Ecologisme: le nouveau totalitarisme?

L’écologie est dans l’air du temps. Si, sur le fond, ce n’est pas une mauvaise chose, quelle est la réalité de cette pensée? Car, si on y regarde de plus près, que voit-on?

- Diabolisation des pendulaires, malgré l’absence de politique du logement (or, à l’heure actuelle, seuls les ménages disposant d’un salaire à cinq chiffres ont les moyens de se trouver un logement près de leur lieu de travail);

- Droit de bail trop favorable aux gérances, qui leur permet trop facilement d’augmenter les loyers, avec par exemple des contrats de bail de cinq ans sans possibilité de contestation du loyer;

- Rendre la voiture verte obligatoire alors qu’elle est hors de prix et donc hors de portée de la bourse des classes moyennes et des travailleurs;

- Destruction de toute possibilité de mobilité pour les masses laborieuses (en ce qui concerne les billets d’avion, par exemple);

- Création de nouveaux impôts et de nouvelles taxes qui ont des conséquences bien plus graves pour les gens à revenus faibles ou moyens que pour ceux à revenus élevés…
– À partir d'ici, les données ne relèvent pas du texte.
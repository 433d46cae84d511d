//! # Care: External Plant Data and Care-Text Generation
//!
//! Two kinds of collaborator sit behind traits so handlers and tests never
//! depend on a concrete HTTP client:
//!
//! - [`PlantInfoProvider`]: species search against a plant database
//!   ([`perenual::PerenualClient`], [`trefle::TrefleClient`]).
//! - [`CareTextGenerator`]: turns a plant name plus whatever the providers
//!   returned into a structured [`CareSummary`] ([`openai::OpenAiGenerator`]).
//!
//! [`CareService`] wraps both. Each outbound call is made once, timed, logged
//! as an `api_usage` row and counted in Prometheus. Failures are logged and
//! swallowed: a provider error becomes an empty result, a generator error
//! becomes `Err(message)` for the caller to degrade on.

pub mod openai;
pub mod perenual;
pub mod trefle;

use crate::config::{ExternalConfig, Secrets};
use crate::db::{ApiUsageRecord, Database, PlantRow};
use crate::dto::{PlantView, SpeciesInput, DEFAULT_WATER_FREQUENCY_DAYS};
use crate::prom_metrics::Metrics;
use anyhow::Result;
use async_trait::async_trait;
use serde::{Deserialize, Deserializer, Serialize};
use serde_json::Value;
use std::collections::BTreeMap;
use std::sync::Arc;
use std::time::{Duration, Instant};
use tracing::{info, warn};

/// Structured care text as produced by the generator.
#[derive(Debug, Clone, Default, PartialEq, Serialize, Deserialize)]
pub struct CareSummary {
    #[serde(default)]
    pub plant_name: String,
    #[serde(default)]
    pub scientific_name: Option<String>,
    #[serde(default)]
    pub watering_needs: Option<String>,
    #[serde(default)]
    pub light_needs: Option<String>,
    #[serde(default)]
    pub summary: Option<String>,
    #[serde(default, deserialize_with = "lenient_tips")]
    pub tips: Vec<String>,
    /// Suggested days between waterings.
    #[serde(default, deserialize_with = "lenient_days")]
    pub watering_days: Option<i32>,
}

fn lenient_tips<'de, D: Deserializer<'de>>(d: D) -> Result<Vec<String>, D::Error> {
    Ok(match Value::deserialize(d)? {
        Value::Array(items) => items
            .into_iter()
            .filter_map(|v| v.as_str().map(str::to_string))
            .collect(),
        Value::String(s) if !s.trim().is_empty() => vec![s],
        _ => Vec::new(),
    })
}

fn lenient_days<'de, D: Deserializer<'de>>(d: D) -> Result<Option<i32>, D::Error> {
    let days = match Value::deserialize(d)? {
        Value::Number(n) => n.as_f64().map(|f| f.round() as i64),
        Value::String(s) => s.trim().parse::<i64>().ok(),
        _ => None,
    };
    Ok(days.and_then(|d| i32::try_from(d).ok()))
}

/// First result of each provider, keyed `<provider>_data`.
#[derive(Debug, Clone, Default, PartialEq, Serialize)]
#[serde(transparent)]
pub struct PlantInfo(BTreeMap<String, Vec<Value>>);

impl PlantInfo {
    pub fn insert(&mut self, provider: &str, first: Option<Value>) {
        self.0.insert(
            format!("{}_data", provider.to_ascii_lowercase()),
            first.into_iter().collect(),
        );
    }

    pub fn is_empty(&self) -> bool {
        self.0.values().all(Vec::is_empty)
    }

    /// First scientific name found in any provider result. Perenual returns
    /// a list, Trefle a plain string.
    pub fn scientific_name(&self) -> Option<String> {
        self.0.values().flatten().find_map(|record| match record.get("scientific_name")? {
            Value::String(s) if !s.trim().is_empty() => Some(s.trim().to_string()),
            Value::Array(names) => names
                .iter()
                .filter_map(Value::as_str)
                .find(|s| !s.trim().is_empty())
                .map(|s| s.trim().to_string()),
            _ => None,
        })
    }
}

#[async_trait]
pub trait PlantInfoProvider: Send + Sync {
    /// Name recorded in `api_usage.api_name`.
    fn name(&self) -> &'static str;
    /// Endpoint recorded in `api_usage.endpoint`, without credentials.
    fn endpoint(&self, plant_name: &str) -> String;
    async fn search(&self, plant_name: &str) -> Result<Vec<Value>>;
}

#[async_trait]
pub trait CareTextGenerator: Send + Sync {
    fn name(&self) -> &'static str;
    fn endpoint(&self) -> String;
    async fn generate(&self, plant_name: &str, info: &PlantInfo) -> Result<CareSummary>;
}

/// Shared HTTP client for every outbound adapter.
pub fn http_client(config: &ExternalConfig) -> Result<reqwest::Client> {
    let client = reqwest::Client::builder()
        .timeout(Duration::from_secs(config.timeout_secs))
        .user_agent(concat!("plantkeeper/", env!("CARGO_PKG_VERSION")))
        .build()?;
    Ok(client)
}

pub struct CareService {
    providers: Vec<Arc<dyn PlantInfoProvider>>,
    generator: Arc<dyn CareTextGenerator>,
    metrics: Arc<Metrics>,
}

impl CareService {
    pub fn new(
        providers: Vec<Arc<dyn PlantInfoProvider>>,
        generator: Arc<dyn CareTextGenerator>,
        metrics: Arc<Metrics>,
    ) -> Self {
        CareService {
            providers,
            generator,
            metrics,
        }
    }

    /// Perenual + Trefle + OpenAI over one shared client.
    pub fn from_config(
        config: &ExternalConfig,
        secrets: &Secrets,
        metrics: Arc<Metrics>,
    ) -> Result<Self> {
        let http = http_client(config)?;
        if secrets.openai_api_key.is_empty() {
            warn!("OPENAI_API_KEY not set; care text generation will fail");
        }
        let providers: Vec<Arc<dyn PlantInfoProvider>> = vec![
            Arc::new(perenual::PerenualClient::new(
                http.clone(),
                &config.perenual_base_url,
                &secrets.perenual_api_key,
            )),
            Arc::new(trefle::TrefleClient::new(
                http.clone(),
                &config.trefle_base_url,
                &secrets.trefle_api_key,
            )),
        ];
        let generator = Arc::new(openai::OpenAiGenerator::new(
            http,
            &config.openai_base_url,
            &secrets.openai_api_key,
            &config.openai_model,
        ));
        Ok(Self::new(providers, generator, metrics))
    }

    async fn record_usage(
        &self,
        db: &Database,
        api: &str,
        endpoint: String,
        started: Instant,
        error: Option<String>,
    ) {
        let elapsed_ms = started.elapsed().as_millis().min(i32::MAX as u128) as i32;
        let success = error.is_none();
        self.metrics.record_external_call(api, success);
        match &error {
            None => info!(api, endpoint = %endpoint, elapsed_ms, "external call succeeded"),
            Some(e) => warn!(api, endpoint = %endpoint, elapsed_ms, error = %e, "external call failed"),
        }
        let record = ApiUsageRecord {
            api_name: api.to_string(),
            endpoint,
            response_time_ms: elapsed_ms,
            success,
            error_message: error,
        };
        if let Err(e) = db.insert_api_usage(&record).await {
            warn!(api, error = %e, "failed to record api usage");
        }
    }

    /// Query every provider once and keep the first result of each.
    pub async fn lookup(&self, db: &Database, plant_name: &str) -> PlantInfo {
        let mut info = PlantInfo::default();
        for provider in &self.providers {
            let started = Instant::now();
            let result = provider.search(plant_name).await;
            let endpoint = provider.endpoint(plant_name);
            match result {
                Ok(records) => {
                    self.record_usage(db, provider.name(), endpoint, started, None)
                        .await;
                    info.insert(provider.name(), records.into_iter().next());
                }
                Err(e) => {
                    self.record_usage(db, provider.name(), endpoint, started, Some(e.to_string()))
                        .await;
                    info.insert(provider.name(), None);
                }
            }
        }
        info
    }

    /// Run the generator once. The error string is the failure message.
    pub async fn summarize(
        &self,
        db: &Database,
        plant_name: &str,
        info: &PlantInfo,
    ) -> Result<CareSummary, String> {
        let started = Instant::now();
        let result = self.generator.generate(plant_name, info).await;
        let endpoint = self.generator.endpoint();
        match result {
            Ok(mut summary) => {
                self.record_usage(db, self.generator.name(), endpoint, started, None)
                    .await;
                if summary.plant_name.trim().is_empty() {
                    summary.plant_name = plant_name.to_string();
                }
                Ok(summary)
            }
            Err(e) => {
                let message = e.to_string();
                self.record_usage(db, self.generator.name(), endpoint, started, Some(message.clone()))
                    .await;
                Err(message)
            }
        }
    }

    /// Provider lookup followed by generation.
    pub async fn generate(
        &self,
        db: &Database,
        plant_name: &str,
    ) -> Result<(CareSummary, PlantInfo), String> {
        let info = self.lookup(db, plant_name).await;
        let summary = self.summarize(db, plant_name, &info).await?;
        Ok((summary, info))
    }

    /// Attach species care data to a plant, creating the species on first
    /// read. An existing species with the same name (any case) is reused
    /// before anything is generated. Collaborator failures leave the plant
    /// without care data; database errors propagate.
    pub async fn fill_care(&self, db: &Database, plant: PlantRow) -> Result<PlantView> {
        if let Some(species_id) = plant.species_id {
            let care = db.get_species(species_id).await?;
            return Ok(PlantView::new(plant, care));
        }

        let (species, description) = match db.find_species_by_name(&plant.name).await? {
            Some(existing) => (existing, None),
            None => match self.generate(db, &plant.name).await {
                Ok((summary, info)) => {
                    let input = species_from_summary(&plant.name, &summary, &info);
                    (db.insert_species(&input).await?, summary.summary)
                }
                Err(message) => {
                    warn!(plant_id = plant.id, error = %message, "care generation failed");
                    return Ok(PlantView::new(plant, None));
                }
            },
        };

        let linked = db
            .link_species(plant.id, species.id, description.as_deref())
            .await?
            .unwrap_or(plant);
        Ok(PlantView::new(linked, Some(species)))
    }

    /// Fill blank `light_requirements` and `care_summary` from generated text
    /// and default the watering interval. Leaves the input unchanged when
    /// generation fails.
    pub async fn autofill_species(&self, db: &Database, input: &mut SpeciesInput) {
        if input.water_frequency.is_none() {
            input.water_frequency = Some(DEFAULT_WATER_FREQUENCY_DAYS);
        }
        if input.light_requirements.is_some() && input.care_summary.is_some() {
            return;
        }
        let summary = match self.generate(db, &input.name).await {
            Ok((summary, _)) => summary,
            Err(message) => {
                warn!(species = %input.name, error = %message, "species autofill failed");
                return;
            }
        };
        if input.light_requirements.is_none() {
            input.light_requirements = summary.light_needs.as_deref().map(|s| truncate(s, 100));
        }
        if input.care_summary.is_none() {
            input.care_summary = summary.summary.clone();
        }
    }
}

fn truncate(s: &str, max_chars: usize) -> String {
    s.trim().chars().take(max_chars).collect()
}

/// Species row to persist for a generated summary.
pub fn species_from_summary(name: &str, summary: &CareSummary, info: &PlantInfo) -> SpeciesInput {
    let scientific_name = summary
        .scientific_name
        .as_deref()
        .map(str::trim)
        .filter(|s| !s.is_empty())
        .map(|s| truncate(s, 255))
        .or_else(|| info.scientific_name());
    let water_frequency = summary
        .watering_days
        .filter(|d| (1..=365).contains(d))
        .unwrap_or(DEFAULT_WATER_FREQUENCY_DAYS);
    SpeciesInput {
        name: truncate(name, 255),
        scientific_name,
        water_frequency: Some(water_frequency),
        light_requirements: summary.light_needs.as_deref().map(|s| truncate(s, 100)),
        care_summary: Some(compose_care_text(summary)).filter(|s| !s.is_empty()),
        ..SpeciesInput::default()
    }
}

/// Flatten a summary into the free-text `care_summary` column.
pub fn compose_care_text(summary: &CareSummary) -> String {
    let mut sections = Vec::new();
    if let Some(s) = summary.summary.as_deref().filter(|s| !s.trim().is_empty()) {
        sections.push(s.trim().to_string());
    }
    let mut needs = Vec::new();
    if let Some(w) = summary.watering_needs.as_deref().filter(|s| !s.trim().is_empty()) {
        needs.push(format!("Watering: {}", w.trim()));
    }
    if let Some(l) = summary.light_needs.as_deref().filter(|s| !s.trim().is_empty()) {
        needs.push(format!("Light: {}", l.trim()));
    }
    if !needs.is_empty() {
        sections.push(needs.join("\n"));
    }
    if !summary.tips.is_empty() {
        let tips: Vec<String> = summary.tips.iter().map(|t| format!("- {}", t.trim())).collect();
        sections.push(format!("Tips:\n{}", tips.join("\n")));
    }
    sections.join("\n\n")
}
Constat: après des siècles de dictatures brutales et de doctrines en «isme» basées sur la répression, la terreur et la violence, le système n’a plus d’idéologie pour soumettre le peuple aux intérêts d’un capitalisme financier visant à la maximisation des rendements sur le dos des plus faibles. L’écologisme est le nouveau «isme», teinté de greenwashing et de politiquement correct, histoire de faire avaler la pilule à ceux qui en subiront les conséquences par le contrôle et la baisse du pouvoir d’achat et la précarisation de l’emploi! On cherche même à nous imposer comment nous nourrir, sous couvert de lutte contre la malbouffe! Donc, écologie, oui, mais élire des écologistes, non! Car l’écologie ne doit pas servir de prétexte à l’appauvrissement des masses laborieuses!